Questions fréquentes
Faut-il une carte professionnelle pour lancer une conciergerie Airbnb ?
Cela dépend uniquement de la circulation de l'argent, pas de l'activité elle-même. Une conciergerie qui se limite au ménage, à la gestion du linge, à l'accueil des voyageurs et à la gestion des annonces, sans jamais toucher les loyers versés par les plateformes, exerce une simple prestation de services et n'a besoin d'aucune carte professionnelle particulière. Dès qu'elle encaisse les paiements des voyageurs pour le compte du propriétaire et les lui reverse après déduction de sa commission, elle bascule dans le champ de la loi Hoguet et doit détenir la carte professionnelle « Gestion immobilière ».
Qu'est-ce que la loi Hoguet et pourquoi concerne-t-elle certaines conciergeries ?
La loi du 2 janvier 1970, dite loi Hoguet, encadre les activités de transaction et de gestion immobilières pour le compte d'autrui. Elle impose à quiconque manie des fonds appartenant à un tiers dans ce cadre, loyers, dépôts de garantie, de détenir une carte professionnelle délivrée par la chambre de commerce et d'industrie, de justifier d'une garantie financière suffisante pour couvrir les sommes détenues, et de souscrire une assurance responsabilité civile professionnelle spécifique. Une conciergerie Airbnb qui encaisse les loyers de location courte durée pour le compte d'un propriétaire entre dans ce champ, au même titre qu'une agence de gestion locative classique.

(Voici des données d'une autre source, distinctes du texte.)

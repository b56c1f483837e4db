use ideabox_core::{
    generic::Message,
    template::{IntoPrompt, PromptTemplate, TaskBudget},
};
use serde::{Deserialize, Serialize};

use super::{Instruction, task_messages};

const INSTRUCTION: Instruction = Instruction {
    intro: "你是一个专业的品牌命名专家。请根据产品描述和命名风格，生成独特的品牌名称。",
    requirements: [
        "品牌名要简洁易记",
        "符合指定的命名风格",
        "与产品描述相关",
        "具有商业价值",
        "避免与现有品牌重名",
    ],
    artifact: "品牌名",
};

/// Brand name for a product description.
#[derive(Debug, Clone, PartialEq, Eq, Serialize, Deserialize)]
pub struct BrandNamePrompt {
    pub description: String,
    pub style: String,
}

impl BrandNamePrompt {
    pub fn new(description: impl Into<String>, style: impl Into<String>) -> Self {
        Self {
            description: description.into(),
            style: style.into(),
        }
    }
}

impl IntoPrompt for BrandNamePrompt {
    type Message = Message;

    fn into_prompt(self) -> Vec<Self::Message> {
        task_messages(
            &INSTRUCTION,
            &[("产品描述", self.description.as_str()), ("命名风格", self.style.as_str())],
            "请生成一个符合要求的品牌名称。",
        )
    }
}

impl PromptTemplate for BrandNamePrompt {
    const BUDGET: TaskBudget = TaskBudget::new(0.7, 50);
}

#[cfg(test)]
mod tests {
    use super::*;

    #[test]
    fn user_prompt_and_budget() {
        let prompt = BrandNamePrompt::new("手冲咖啡", "文艺");
        assert_eq!(
            prompt.clone().into_prompt()[1].content,
            "产品描述：手冲咖啡\n命名风格：文艺\n\n请生成一个符合要求的品牌名称。"
        );

        let request = prompt.into_request(Some("qwen-plus".into()));
        assert_eq!(request.sampling.temperature, Some(0.7));
        assert_eq!(request.sampling.max_tokens, Some(50));
        assert_eq!(request.model.as_deref(), Some("qwen-plus"));
    }
}
//! The single call-in point for every generation.
//!
//! [`GenerationGateway`] owns a [`ModelRegistry`] and one
//! [`ProviderAdapter`] per provider. It resolves the model, dispatches to
//! the matching adapter and folds adapter failures into the small error
//! taxonomy callers see.
//!
//! ```rust
//! use ideabox_core::{config::Credentials, gateway::GenerationGateway, registry::ModelRegistry};
//!
//! let gateway = GenerationGateway::new(ModelRegistry::new(Credentials::empty()));
//! assert!(gateway.registry().list_available().is_empty());
//! ```
use std::{collections::HashMap, sync::Arc};

use crate::{
    error::{GenerationError, Result},
    generic::{GenerationRequest, GenerationResponse},
    model::{ModelDescriptor, ProviderId},
    provider::{BoxFuture, ModelCatalog, ProviderAdapter, TextGeneration},
    registry::ModelRegistry,
};

/// Cheap to clone: the registry is small and adapters sit behind `Arc`.
#[derive(Clone)]
pub struct GenerationGateway {
    registry: ModelRegistry,
    adapters: HashMap<ProviderId, Arc<dyn ProviderAdapter>>,
}

impl std::fmt::Debug for GenerationGateway {
    fn fmt(&self, f: &mut std::fmt::Formatter<'_>) -> std::fmt::Result {
        f.debug_struct("GenerationGateway")
            .field("registry", &self.registry)
            .field("adapters", &self.adapters.keys().collect::<Vec<_>>())
            .finish()
    }
}

impl GenerationGateway {
    /// A gateway with no adapters registered yet.
    pub fn new(registry: ModelRegistry) -> Self {
        Self {
            registry,
            adapters: HashMap::new(),
        }
    }

    /// Register `adapter` for its provider, replacing any previous one.
    pub fn with_adapter(mut self, adapter: impl ProviderAdapter + 'static) -> Self {
        self.adapters.insert(adapter.provider(), Arc::new(adapter));
        self
    }

    /// Same as [`Self::with_adapter`] for an already shared adapter.
    pub fn with_shared_adapter(mut self, adapter: Arc<dyn ProviderAdapter>) -> Self {
        self.adapters.insert(adapter.provider(), adapter);
        self
    }

    pub fn registry(&self) -> &ModelRegistry {
        &self.registry
    }

    /// Resolve, dispatch, classify.
    ///
    /// # Errors
    ///
    /// * `INVALID_REQUEST` / `INVALID_MESSAGE` – rejected before dispatch.
    /// * `NO_PROVIDER_CONFIGURED` – no credential at all.
    /// * `MODEL_NOT_FOUND` – the override is not an available model.
    /// * `API_KEY_MISSING`, `API_ERROR` – passed through from the adapter.
    /// * `INTERNAL_ERROR` – anything else the adapter raised.
    pub async fn generate_text(&self, request: GenerationRequest) -> Result<GenerationResponse> {
        request.validate()?;

        if self.registry.list_available().is_empty() {
            tracing::warn!("generation refused: no provider credential configured");
            return Err(GenerationError::NoProviderConfigured);
        }

        let model = self.resolve_model(&request)?;
        let Some(adapter) = self.adapters.get(&model.provider) else {
            tracing::warn!(provider = %model.provider, "no adapter registered for provider");
            return Err(GenerationError::ApiKeyMissing {
                provider: model.provider,
            });
        };

        if request.stream == Some(true) {
            tracing::debug!("streaming requested; replying with a complete response");
        }

        tracing::debug!(
            provider = %model.provider,
            model = model.model,
            messages = request.messages.len(),
            "dispatching generation"
        );

        adapter
            .generate(&request, model)
            .await
            .map_err(|err| classify(err, model))
    }

    /// Models available with the current credentials and the default pick.
    pub fn catalog(&self) -> ModelCatalog {
        let models = self.registry.list_available();
        let default_model = (!models.is_empty()).then(|| self.registry.pick_default().model);
        ModelCatalog {
            models: models.into_iter().map(Into::into).collect(),
            default_model,
        }
    }

    fn resolve_model(&self, request: &GenerationRequest) -> Result<&'static ModelDescriptor> {
        match request.model.as_deref() {
            Some(id) => self.registry.resolve(id),
            None => self.registry.configured_default(),
        }
    }
}

/// Fold an adapter failure into the caller-facing taxonomy.
fn classify(err: GenerationError, model: &ModelDescriptor) -> GenerationError {
    match err {
        GenerationError::ApiKeyMissing { .. } | GenerationError::Api { .. } => {
            tracing::warn!(provider = %model.provider, model = model.model, error = %err, "generation failed");
            err
        }
        other => {
            tracing::error!(provider = %model.provider, model = model.model, error = %other, "generation failed unexpectedly");
            GenerationError::Internal("internal server error".into())
        }
    }
}

impl TextGeneration for GenerationGateway {
    fn generate_text<'a>(
        &'a self,
        request: GenerationRequest,
    ) -> BoxFuture<'a, Result<GenerationResponse>> {
        Box::pin(GenerationGateway::generate_text(self, request))
    }

    fn catalog(&self) -> ModelCatalog {
        GenerationGateway::catalog(self)
    }
}

#[cfg(test)]
mod tests {
    use std::sync::Mutex;

    use super::*;
    use crate::{
        config::Credentials,
        error::ErrorCode,
        generic::Message,
        provider::{PromptExecution, WireAdapter},
        template::{IntoPrompt, PromptTemplate, TaskBudget},
    };

    enum Outcome {
        Text(&'static str),
        Status(u16),
        Transport,
    }

    /// Records every dispatched request and answers with a canned outcome.
    struct StubAdapter {
        provider: ProviderId,
        outcome: Outcome,
        calls: Arc<Mutex<Vec<(GenerationRequest, &'static str)>>>,
    }

    impl StubAdapter {
        fn new(provider: ProviderId, outcome: Outcome) -> Self {
            Self {
                provider,
                outcome,
                calls: Arc::default(),
            }
        }
    }

    impl ProviderAdapter for StubAdapter {
        fn provider(&self) -> ProviderId {
            self.provider
        }

        fn generate<'a>(
            &'a self,
            request: &'a GenerationRequest,
            model: &'static ModelDescriptor,
        ) -> BoxFuture<'a, Result<GenerationResponse>> {
            self.calls
                .lock()
                .unwrap()
                .push((request.clone(), model.model));
            let result = match self.outcome {
                Outcome::Text(text) => Ok(GenerationResponse {
                    content: text.to_owned(),
                    model: model.model.to_owned(),
                    provider: model.provider,
                    usage: None,
                    finish_reason: Some("stop".into()),
                }),
                Outcome::Status(status) => Err(GenerationError::Api {
                    provider: model.provider,
                    status,
                    message: format!("{} API error: {status} - Unauthorized", model.provider.display_name()),
                }),
                Outcome::Transport => Err(GenerationError::transport(std::io::Error::new(
                    std::io::ErrorKind::ConnectionRefused,
                    "connection refused",
                ))),
            };
            Box::pin(async move { result })
        }
    }

    /// Wire-level stub to exercise the `WireAdapter` blanket impl.
    struct EchoWire;

    impl WireAdapter for EchoWire {
        type WireRequest = String;
        type WireResponse = String;
        const PROVIDER: ProviderId = ProviderId::DeepSeek;

        fn translate_request(&self, request: &GenerationRequest, model: &ModelDescriptor) -> String {
            format!("{}:{}", model.model, request.messages[0].content)
        }

        fn call<'a>(&'a self, request: String) -> BoxFuture<'a, Result<String>> {
            Box::pin(async move { Ok(request.to_uppercase()) })
        }

        fn translate_response(&self, response: String, model: &ModelDescriptor) -> Result<GenerationResponse> {
            Ok(GenerationResponse {
                content: response,
                model: model.model.to_owned(),
                provider: Self::PROVIDER,
                usage: None,
                finish_reason: None,
            })
        }
    }

    fn registry(providers: &[ProviderId]) -> ModelRegistry {
        let credentials = providers
            .iter()
            .fold(Credentials::empty(), |c, p| c.with_key(*p, "sk-test"));
        ModelRegistry::new(credentials)
    }

    fn hello() -> GenerationRequest {
        GenerationRequest::new(vec![Message::user("hello")])
    }

    #[tokio::test]
    async fn no_override_uses_pick_default() {
        let stub = StubAdapter::new(ProviderId::Tongyi, Outcome::Text("hi"));
        let calls = stub.calls.clone();
        let gateway = GenerationGateway::new(registry(&[ProviderId::DeepSeek, ProviderId::Tongyi]))
            .with_adapter(stub)
            .with_adapter(StubAdapter::new(ProviderId::DeepSeek, Outcome::Text("nope")));

        let response = gateway.generate_text(hello()).await.unwrap();

        assert_eq!(response.content, "hi");
        assert_eq!(response.model, gateway.registry().pick_default().model);
        assert_eq!(response.provider, ProviderId::Tongyi);
        assert_eq!(calls.lock().unwrap()[0].1, "qwen-turbo");
    }

    #[tokio::test]
    async fn explicit_model_is_resolved() {
        let stub = StubAdapter::new(ProviderId::DeepSeek, Outcome::Text("ok"));
        let calls = stub.calls.clone();
        let gateway = GenerationGateway::new(registry(&[ProviderId::DeepSeek])).with_adapter(stub);

        let response = gateway
            .generate_text(hello().with_model("deepseek-coder"))
            .await
            .unwrap();
        assert_eq!(response.model, "deepseek-coder");
        assert_eq!(calls.lock().unwrap().len(), 1);

        let err = gateway
            .generate_text(hello().with_model("qwen-max"))
            .await
            .unwrap_err();
        assert_eq!(err.code(), ErrorCode::ModelNotFound);
        assert_eq!(calls.lock().unwrap().len(), 1);
    }

    #[tokio::test]
    async fn nothing_configured_never_dispatches() {
        let stub = StubAdapter::new(ProviderId::Tongyi, Outcome::Text("hi"));
        let calls = stub.calls.clone();
        let gateway = GenerationGateway::new(registry(&[])).with_adapter(stub);

        let err = gateway.generate_text(hello()).await.unwrap_err();
        assert_eq!(err.code(), ErrorCode::NoProviderConfigured);

        let err = gateway
            .generate_text(hello().with_model("qwen-turbo"))
            .await
            .unwrap_err();
        assert_eq!(err.code(), ErrorCode::NoProviderConfigured);
        assert!(calls.lock().unwrap().is_empty());
    }

    #[tokio::test]
    async fn upstream_status_stays_api_error() {
        let gateway = GenerationGateway::new(registry(&[ProviderId::DeepSeek]))
            .with_adapter(StubAdapter::new(ProviderId::DeepSeek, Outcome::Status(401)));

        let err = gateway.generate_text(hello()).await.unwrap_err();
        assert_eq!(err.code(), ErrorCode::ApiError);
        assert!(err.to_string().contains("401"));
    }

    #[tokio::test]
    async fn transport_failure_becomes_internal() {
        let gateway = GenerationGateway::new(registry(&[ProviderId::Tongyi]))
            .with_adapter(StubAdapter::new(ProviderId::Tongyi, Outcome::Transport));

        let err = gateway.generate_text(hello()).await.unwrap_err();
        assert_eq!(err.code(), ErrorCode::InternalError);
        assert!(!err.to_string().contains("connection refused"));
    }

    #[tokio::test]
    async fn missing_adapter_is_missing_key() {
        let gateway = GenerationGateway::new(registry(&[ProviderId::Tongyi]));
        let err = gateway.generate_text(hello()).await.unwrap_err();
        assert_eq!(err.code(), ErrorCode::ApiKeyMissing);
    }

    #[tokio::test]
    async fn invalid_request_rejected_before_dispatch() {
        let stub = StubAdapter::new(ProviderId::Tongyi, Outcome::Text("hi"));
        let calls = stub.calls.clone();
        let gateway = GenerationGateway::new(registry(&[ProviderId::Tongyi])).with_adapter(stub);

        let err = gateway
            .generate_text(GenerationRequest::new(vec![]))
            .await
            .unwrap_err();
        assert_eq!(err.code(), ErrorCode::InvalidRequest);
        assert!(calls.lock().unwrap().is_empty());
    }

    #[tokio::test]
    async fn wire_adapters_plug_in_through_blanket_impl() {
        let gateway = GenerationGateway::new(registry(&[ProviderId::DeepSeek])).with_adapter(EchoWire);
        let response = gateway.generate_text(hello()).await.unwrap();
        assert_eq!(response.content, "DEEPSEEK-CHAT:HELLO");
    }

    struct Shout(&'static str);

    impl IntoPrompt for Shout {
        type Message = Message;
        fn into_prompt(self) -> Vec<Message> {
            vec![Message::system("shout"), Message::user(self.0)]
        }
    }

    impl PromptTemplate for Shout {
        const BUDGET: TaskBudget = TaskBudget::new(0.9, 150);
    }

    #[tokio::test]
    async fn execute_applies_budget_and_trims() {
        let stub = StubAdapter::new(ProviderId::Tongyi, Outcome::Text("  HEY!\n"));
        let calls = stub.calls.clone();
        let gateway: Arc<dyn TextGeneration> =
            Arc::new(GenerationGateway::new(registry(&[ProviderId::Tongyi])).with_adapter(stub));

        let output = gateway.execute(Shout("hey"), None).await.unwrap();
        assert_eq!(output.text, "HEY!");
        assert_eq!(output.provider, ProviderId::Tongyi);

        let calls = calls.lock().unwrap();
        let sampling = calls[0].0.sampling;
        assert_eq!(sampling.temperature, Some(0.9));
        assert_eq!(sampling.max_tokens, Some(150));
    }

    #[test]
    fn catalog_has_no_default_when_empty() {
        let catalog = GenerationGateway::new(registry(&[])).catalog();
        assert!(catalog.models.is_empty());
        assert_eq!(catalog.default_model, None);

        let catalog = GenerationGateway::new(registry(&[ProviderId::DeepSeek])).catalog();
        assert_eq!(catalog.models.len(), 2);
        assert_eq!(catalog.default_model, Some("deepseek-chat"));
    }
}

Comment une conciergerie Airbnb peut-elle éviter la loi Hoguet en micro-entreprise ?
En s'assurant que les paiements des voyageurs transitent uniquement par le compte du propriétaire, jamais par celui de la conciergerie. Dans la pratique, cela suppose que le propriétaire conserve la maîtrise de ses annonces et de ses comptes sur les plateformes (Airbnb, Booking, Abritel), avec un accès délégué à la conciergerie pour la gestion opérationnelle, et qu'il règle ensuite la conciergerie sur facture, pour ses seules prestations de ménage, d'accueil et de gestion. Cette organisation, courante chez les conciergeries indépendantes, permet de rester une simple prestation de services éligible à la micro-entreprise, sans garantie financière ni carte professionnelle à obtenir.
Quel régime fiscal et quel taux de cotisations pour une conciergerie Airbnb en micro-entreprise ?
Les prestations de ménage, d'accueil de voyageurs et de gestion opérationnelle d'un logement relèvent des bénéfices industriels et commerciaux (BIC), catégorie prestations de services, avec un taux de cotisations sociales d'environ 21,2 % du chiffre d'affaires encaissé et un plafond de 77 700 € pour rester en régime micro. Ce taux s'applique sur l'ensemble des honoraires facturés aux propriétaires, sans déduction du temps de trajet, du matériel de ménage ou du linge fourni, des charges à intégrer dans le calcul de sa grille tarifaire avant de fixer ses prix.
La conciergerie doit-elle souscrire une assurance particulière ?
Aucune assurance n'est légalement imposée pour une conciergerie qui ne manie pas de fonds et se limite à une prestation de services classique. Une assurance responsabilité civile professionnelle reste néanmoins vivement recommandée : elle couvre les dommages causés au logement ou aux biens du propriétaire pendant les prestations (ménage, perte de clés, dégât accidentel), un risque bien réel dans une activité qui suppose un accès régulier au domicile de tiers. De nombreux propriétaires l'exigent d'ailleurs avant de signer le mandat de prestation.